### What the exercise asks
Find the lines in the records that carry the word "deadline". Copy each one.

### Task input
------------------------------------------------

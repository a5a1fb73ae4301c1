use log::{debug, info, warn};
use serde::{de::DeserializeOwned, Deserialize, Serialize};
use std::sync::atomic::{AtomicU64, Ordering};
use std::time::Duration;
use tokio::sync::Mutex;
use tokio::time::{sleep, Instant};
use crate::{
    config::ChainConfig,
    signer::TxSigner,
    types::{Confirmation, Identity},
    Error,
};
use super::abi::{keccak256, rlp_list, rlp_uint, trim_leading_zeros};

const RECEIPT_POLL_INTERVAL: Duration = Duration::from_millis(500);

/// EVM event log entry as returned by `eth_getLogs`.
#[derive(Debug, Clone, Deserialize, Serialize)]
pub struct EvmLog {
    pub address: String,
    pub topics: Vec<String>,
    pub data: String,
    #[serde(rename = "blockNumber")]
    pub block_number: Option<String>,
    #[serde(rename = "transactionHash")]
    pub transaction_hash: Option<String>,
}

#[derive(Debug, Deserialize)]
struct TxReceipt {
    status: Option<String>,
    #[serde(rename = "blockNumber")]
    block_number: Option<String>,
}

/// JSON-RPC connection to one EVM chain plus the relayer's signing identity there.
pub struct EvmEndpoint {
    client: reqwest::Client,
    rpc_url: String,
    chain_id: u64,
    signer: TxSigner,
    gas_limit: u64,
    confirmation_timeout: Duration,
    request_id: AtomicU64,
    // Sends are serialized so pending-nonce reads never race.
    send_lock: Mutex<()>,
}

impl EvmEndpoint {
    /// Builds the endpoint and checks `eth_chainId` against the configured id.
    pub async fn connect(config: &ChainConfig) -> Result<Self, Error> {
        let signer = TxSigner::from_hex(config.signing_key.expose())?;
        let mut endpoint = Self::new(
            &config.rpc_url,
            config.chain_id.unwrap_or_default(),
            signer,
            config.rpc_timeout(),
        )?;
        endpoint.gas_limit = config.gas_limit;
        endpoint.confirmation_timeout = config.confirmation_timeout();

        let reported = endpoint.fetch_chain_id().await?;
        match config.chain_id {
            Some(expected) if expected != reported => {
                return Err(Error::Config(format!(
                    "Chain {} is configured with chain id {} but {} reports {}",
                    config.name, expected, config.rpc_url, reported
                )));
            }
            _ => endpoint.chain_id = reported,
        }

        info!(
            "Connected to chain {} (id {}) at {} as {}",
            config.name,
            endpoint.chain_id,
            config.rpc_url,
            endpoint.address()
        );
        Ok(endpoint)
    }

    pub fn new(rpc_url: &str, chain_id: u64, signer: TxSigner, rpc_timeout: Duration) -> Result<Self, Error> {
        let client = reqwest::Client::builder()
            .timeout(rpc_timeout)
            .build()
            .map_err(|e| Error::Network(format!("Failed to create HTTP client: {}", e)))?;

        Ok(Self {
            client,
            rpc_url: rpc_url.to_string(),
            chain_id,
            signer,
            gas_limit: 2_000_000,
            confirmation_timeout: Duration::from_secs(60),
            request_id: AtomicU64::new(1),
            send_lock: Mutex::new(()),
        })
    }

    pub fn with_confirmation_timeout(mut self, timeout: Duration) -> Self {
        self.confirmation_timeout = timeout;
        self
    }

    pub fn chain_id(&self) -> u64 {
        self.chain_id
    }

    pub fn address(&self) -> Identity {
        self.signer.address()
    }

    pub fn rpc_url(&self) -> &str {
        &self.rpc_url
    }

    /// Generic JSON-RPC call.
    pub async fn request<T: DeserializeOwned>(
        &self,
        method: &str,
        params: Vec<serde_json::Value>,
    ) -> Result<T, Error> {
        let id = self.request_id.fetch_add(1, Ordering::Relaxed);
        let request = serde_json::json!({
            "jsonrpc": "2.0",
            "method": method,
            "params": params,
            "id": id,
        });

        let response: serde_json::Value = self
            .client
            .post(&self.rpc_url)
            .json(&request)
            .send()
            .await
            .map_err(|e| Error::Network(format!("Failed to send {} request to {}: {}", method, self.rpc_url, e)))?
            .json()
            .await
            .map_err(|e| Error::Network(format!("Failed to parse {} response from {}: {}", method, self.rpc_url, e)))?;

        if let Some(error) = response.get("error") {
            let code = error.get("code").and_then(|c| c.as_i64()).unwrap_or(0);
            let message = error
                .get("message")
                .and_then(|m| m.as_str())
                .unwrap_or("unknown error");
            return Err(Error::Chain(format!(
                "JSON-RPC error from {} ({}): {} (code: {})",
                self.rpc_url, method, message, code
            )));
        }

        let result = response
            .get("result")
            .cloned()
            .ok_or_else(|| Error::Chain(format!("No result in {} response", method)))?;

        serde_json::from_value(result)
            .map_err(|e| Error::Serialization(format!("Failed to deserialize {} result: {}", method, e)))
    }

    pub async fn fetch_chain_id(&self) -> Result<u64, Error> {
        let hex: String = self.request("eth_chainId", vec![]).await?;
        parse_quantity(&hex)
    }

    pub async fn block_number(&self) -> Result<u64, Error> {
        let hex: String = self.request("eth_blockNumber", vec![]).await?;
        parse_quantity(&hex)
    }

    /// Read-only `eth_call` against the latest block.
    pub async fn call(&self, to: &str, data: &[u8]) -> Result<Vec<u8>, Error> {
        let result: String = self
            .request(
                "eth_call",
                vec![
                    serde_json::json!({
                        "to": to,
                        "data": format!("0x{}", hex::encode(data)),
                    }),
                    serde_json::json!("latest"),
                ],
            )
            .await?;
        decode_hex(&result)
    }

    pub async fn get_logs(
        &self,
        address: &str,
        topics: Vec<String>,
        from_block: u64,
        to_block: u64,
    ) -> Result<Vec<EvmLog>, Error> {
        let filter = serde_json::json!({
            "address": address,
            // topic0 may be any of the given signatures
            "topics": [topics],
            "fromBlock": format!("0x{:x}", from_block),
            "toBlock": format!("0x{:x}", to_block),
        });
        self.request("eth_getLogs", vec![filter]).await
    }

    /// Signs and broadcasts a legacy EIP-155 transaction, then waits for its receipt.
    pub async fn send_transaction(&self, to: &str, calldata: &[u8]) -> Result<Confirmation, Error> {
        let _guard = self.send_lock.lock().await;

        let from = self.address().to_string();
        let nonce_hex: String = self
            .request(
                "eth_getTransactionCount",
                vec![serde_json::json!(from), serde_json::json!("pending")],
            )
            .await?;
        let nonce = parse_quantity(&nonce_hex)?;

        let gas_price_hex: String = self.request("eth_gasPrice", vec![]).await?;
        let gas_price = parse_quantity_u128(&gas_price_hex)?;

        let to_bytes = decode_hex(to)?;
        if to_bytes.len() != Identity::LEN {
            return Err(Error::Config(format!("Invalid contract address: {}", to)));
        }

        // [nonce, gasPrice, gasLimit, to, value, data, chainId, 0, 0]
        let unsigned = rlp_list(&[
            rlp_uint(nonce as u128),
            rlp_uint(gas_price),
            rlp_uint(self.gas_limit as u128),
            to_bytes.clone(),
            Vec::new(),
            calldata.to_vec(),
            rlp_uint(self.chain_id as u128),
            Vec::new(),
            Vec::new(),
        ]);
        let signature = self.signer.sign_prehash(&keccak256(&unsigned))?;
        let v = signature.recovery_id as u128 + self.chain_id as u128 * 2 + 35;

        let signed = rlp_list(&[
            rlp_uint(nonce as u128),
            rlp_uint(gas_price),
            rlp_uint(self.gas_limit as u128),
            to_bytes,
            Vec::new(),
            calldata.to_vec(),
            rlp_uint(v),
            trim_leading_zeros(&signature.r),
            trim_leading_zeros(&signature.s),
        ]);

        debug!(
            "Sending raw tx on chain {}: nonce={}, gas_price={}, to={}",
            self.chain_id, nonce, gas_price, to
        );
        let tx_hash: String = self
            .request(
                "eth_sendRawTransaction",
                vec![serde_json::json!(format!("0x{}", hex::encode(&signed)))],
            )
            .await?;

        self.wait_for_receipt(&tx_hash).await
    }

    async fn wait_for_receipt(&self, tx_hash: &str) -> Result<Confirmation, Error> {
        let deadline = Instant::now() + self.confirmation_timeout;
        let mut last_error = None;
        loop {
            // The transaction is already broadcast; a failed lookup is not a failed send.
            let receipt: Option<TxReceipt> = match self
                .request("eth_getTransactionReceipt", vec![serde_json::json!(tx_hash)])
                .await
            {
                Ok(receipt) => receipt,
                Err(e) => {
                    warn!("Receipt lookup for {} on chain {} failed: {}", tx_hash, self.chain_id, e);
                    last_error = Some(e);
                    None
                }
            };

            if let Some(receipt) = receipt {
                let block_number = receipt
                    .block_number
                    .as_deref()
                    .map(parse_quantity)
                    .transpose()?;
                return match receipt.status.as_deref() {
                    Some("0x1") => Ok(Confirmation {
                        tx_hash: tx_hash.to_string(),
                        block_number,
                    }),
                    status => Err(Error::Chain(format!(
                        "Transaction {} reverted with status {}",
                        tx_hash,
                        status.unwrap_or("unknown")
                    ))),
                };
            }

            if Instant::now() >= deadline {
                let cause = last_error.map(|e| format!(" (last error: {})", e)).unwrap_or_default();
                return Err(Error::Chain(format!(
                    "Timed out after {:?} waiting for receipt of {}{}",
                    self.confirmation_timeout, tx_hash, cause
                )));
            }
            sleep(RECEIPT_POLL_INTERVAL).await;
        }
    }
}

pub fn parse_quantity(hex_str: &str) -> Result<u64, Error> {
    let clean = hex_str.strip_prefix("0x").unwrap_or(hex_str);
    u64::from_str_radix(clean, 16)
        .map_err(|e| Error::Serialization(format!("Invalid hex quantity '{}': {}", hex_str, e)))
}

fn parse_quantity_u128(hex_str: &str) -> Result<u128, Error> {
    let clean = hex_str.strip_prefix("0x").unwrap_or(hex_str);
    u128::from_str_radix(clean, 16)
        .map_err(|e| Error::Serialization(format!("Invalid hex quantity '{}': {}", hex_str, e)))
}

pub fn decode_hex(hex_str: &str) -> Result<Vec<u8>, Error> {
    let clean = hex_str.strip_prefix("0x").unwrap_or(hex_str);
    hex::decode(clean).map_err(|e| Error::Serialization(format!("Invalid hex '{}': {}", hex_str, e)))
}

------------------------------------------------

### Response area
        let deadline = Instant::now() + self.confirmation_timeout;
            if Instant::now() >= deadline {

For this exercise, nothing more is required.